Vowpal Wabbit, version 5.0, and the second heresy

I’ve released version 5.0 of the Vowpal Wabbit online learning software. The major number has changed since the last release because I regard all earlier versions as obsolete—there are several new algorithms & features including substantial changes and upgrades to the default learning algorithm.

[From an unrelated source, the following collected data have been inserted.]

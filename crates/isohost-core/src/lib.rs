//! Isohost Core - Isolated backing stores for integration-test hosts
//!
//! This crate provides everything an integration-test host needs to run
//! against a private, disposable database:
//! - Per-run resource identities and connection descriptors
//! - A local catalog engine (one LMDB environment per catalog)
//! - Backing-store administration and baseline install scripts
//! - A configuration store with a forced-write gateway
//! - The platform services (lifecycle bus, sites, licenses, feature
//!   switches, background task watcher)
//! - The lifecycle sequencer that bootstraps and tears down a store
//!
//! # Architecture
//!
//! ```text
//! ┌─────────────────────────────────────────────┐
//! │         LifecycleSequencer                   │
//! │  (PreInit → Init → PostStart → Finalize)    │
//! └──────────────┬───────────────┬──────────────┘
//!                │               │
//! ┌──────────────┴──────┐ ┌──────┴──────────────┐
//! │  BackingStoreAdmin  │ │ ConfigurationGateway │
//! │ (exists/create/     │ │  (forced writes)     │
//! │  install/drop)      │ └──────────────────────┘
//! └──────────────┬──────┘
//!                │
//! ┌──────────────┴──────────────────────────────┐
//! │      LocalEngine (catalog per LMDB env)      │
//! └─────────────────────────────────────────────┘
//! ```

#![deny(missing_docs)]
#![warn(clippy::all)]

pub mod admin;
pub mod config;
pub mod descriptor;
pub mod engine;
pub mod error;
pub mod identity;
pub mod platform;
pub mod sequencer;
pub mod testing;

pub use error::{Error, Result};
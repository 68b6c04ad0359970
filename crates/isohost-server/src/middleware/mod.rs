//! Middleware modules

pub mod feature_scope;

pub use feature_scope::feature_scope;
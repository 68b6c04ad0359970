//! License keys and registered license records
//!
//! A license key is a text blob of `FIELD:value` pairs separated by newlines
//! or `;`. `DOMAIN` is required; `PRODUCT`, `EXPIRATION` and `SERIAL` are
//! optional. Unknown fields are ignored.

use crate::engine::CatalogSession;
use crate::{Error, Result};
use chrono::{DateTime, NaiveDate, Utc};
use serde::{Deserialize, Serialize};

/// Table holding license records keyed by domain
pub const LICENSES_TABLE: &str = "licenses";

/// A parsed license key
#[derive(Debug, Clone, PartialEq, Eq)]
pub struct LicenseKey {
    /// Licensed domain
    pub domain: String,
    /// Product edition
    pub product: Option<String>,
    /// Expiration date
    pub expiration: Option<NaiveDate>,
    /// Serial number
    pub serial: Option<String>,
    raw: String,
}

impl LicenseKey {
    /// Parse a license key blob
    pub fn parse(raw: &str) -> Result<Self> {
        let mut domain = None;
        let mut product = None;
        let mut expiration = None;
        let mut serial = None;

        for part in raw.split(['\n', ';']) {
            let part = part.trim();
            if part.is_empty() {
                continue;
            }
            let (field, value) = part
                .split_once(':')
                .ok_or_else(|| Error::InvalidLicense(format!("expected FIELD:value, got '{}'", part)))?;
            let value = value.trim();

            match field.trim().to_ascii_uppercase().as_str() {
                "DOMAIN" => domain = Some(value.to_string()),
                "PRODUCT" => product = Some(value.to_string()),
                "SERIAL" => serial = Some(value.to_string()),
                "EXPIRATION" => {
                    let date = NaiveDate::parse_from_str(value, "%Y-%m-%d").map_err(|e| {
                        Error::InvalidLicense(format!("bad EXPIRATION '{}': {}", value, e))
                    })?;
                    expiration = Some(date);
                }
                _ => {}
            }
        }

        let domain = domain
            .filter(|d| !d.is_empty())
            .ok_or_else(|| Error::InvalidLicense("DOMAIN is required".to_string()))?;

        Ok(Self {
            domain,
            product,
            expiration,
            serial,
            raw: raw.to_string(),
        })
    }

    /// The key text as configured
    pub fn raw(&self) -> &str {
        &self.raw
    }
}

/// A license registered in a catalog
#[derive(Debug, Clone, PartialEq, Eq, Serialize, Deserialize)]
pub struct LicenseRecord {
    /// Licensed domain
    pub domain: String,
    /// Product edition
    pub product: Option<String>,
    /// Expiration date
    pub expiration: Option<NaiveDate>,
    /// Full key text
    pub key: String,
    /// Registration time
    pub registered_at: DateTime<Utc>,
}

impl LicenseRecord {
    /// Record for a parsed key
    pub fn from_key(key: &LicenseKey) -> Self {
        Self {
            domain: key.domain.clone(),
            product: key.product.clone(),
            expiration: key.expiration,
            key: key.raw().to_string(),
            registered_at: Utc::now(),
        }
    }

    /// Look up the record for `domain`
    pub fn get(session: &CatalogSession, domain: &str) -> Result<Option<Self>> {
        session.get_record(LICENSES_TABLE, domain)
    }

    /// Register `key` unless its domain already has a record
    ///
    /// Returns `true` when a record was written.
    pub fn register(session: &CatalogSession, key: &LicenseKey) -> Result<bool> {
        if Self::get(session, &key.domain)?.is_some() {
            return Ok(false);
        }
        session.put_record(LICENSES_TABLE, &key.domain, &Self::from_key(key))?;
        tracing::info!("Registered license for domain '{}'", key.domain);
        Ok(true)
    }
}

The biggest changes are new algorithms:

  1. Nikos and I improved the default algorithm. The basic update rule still uses gradient descent, but the size of the update is carefully controlled so that it’s impossible to overrun the label. In addition, the normalization has changed. Computationally, these changes are virtually free and yield better results, sometimes much better. Less careful updates can be reenabled with –loss_function classic, although results are still not identical to previous due to normalization changes.
  2. Nikos also implemented the per-feature learning rates as per these two papers. Often, this works better than the default algorithm. It isn’t the default because it isn’t (yet) as adaptable in terms of learning rate decay. This is enabled with –adaptive and learned regressors are compatible with the default. Computationally, you might see a factor of 4 slowdown if using ‘-q’. Nikos noticed that the phenomenal quake inverse square root hack applies making this substantially faster than a naive implementation.
  3. Nikos and Daniel also implemented active learning derived from this paper, usable via –active_simulation (to test parameters on an existing supervised dataset) or –active_learning (to do the real thing). This runs at full speed which is much faster than is reasonable in any active learning scenario. We see this approach dominating supervised learning on all classification datasets so far, often with far fewer labeled examples required, as the theory predicts. The learned predictor is compatible with the default.
  4. Olivier helped me implement preconditioned conjugate gradient based on Jonathan Shewchuk‘s tutorial. This is a batch algorithm and hence requires multiple passes over any dataset to do something useful. Each step of conjugate gradient requires 2 passes. The advantage of cg is that it converges relatively quickly via the use of second derivative information. This can be particularly helpful if your features are of widely differing scales. The use of –regularization 0.001 (or smaller) is almost required with –conjugate_gradient as it will otherwise overfit hard. This implementation has two advantages over the basic approach: it implicitly computes a Hessian in O(n) time where n is the number of features and it operates out of core, hence making it applicable to datasets that don’t conveniently fit in RAM. The learned predictor is compatible with the default, although you’ll notice that a factor of 8 more RAM is required when learning.
  5. Matt Hoffman and I implemented Online Latent Dirichlet Allocation. This code is still experimental and likely to change over the next week. It really does a minibatch update under the hood. The code appears to be substantially faster than Matt’s earlier python implementation making this probably the most efficient LDA anywhere. LDA is still much slower than online linear learning as it is quite computationally heavy in comparison—perhaps a good candidate for GPU optimization.
  6. Nikos, Daniel, and I have been experimenting with more online cluster parallel learning algorithms (–corrective, –backprop, –delayed_global). We aren’t yet satisfied with these although they are improving. Details are at the LCCC workshop.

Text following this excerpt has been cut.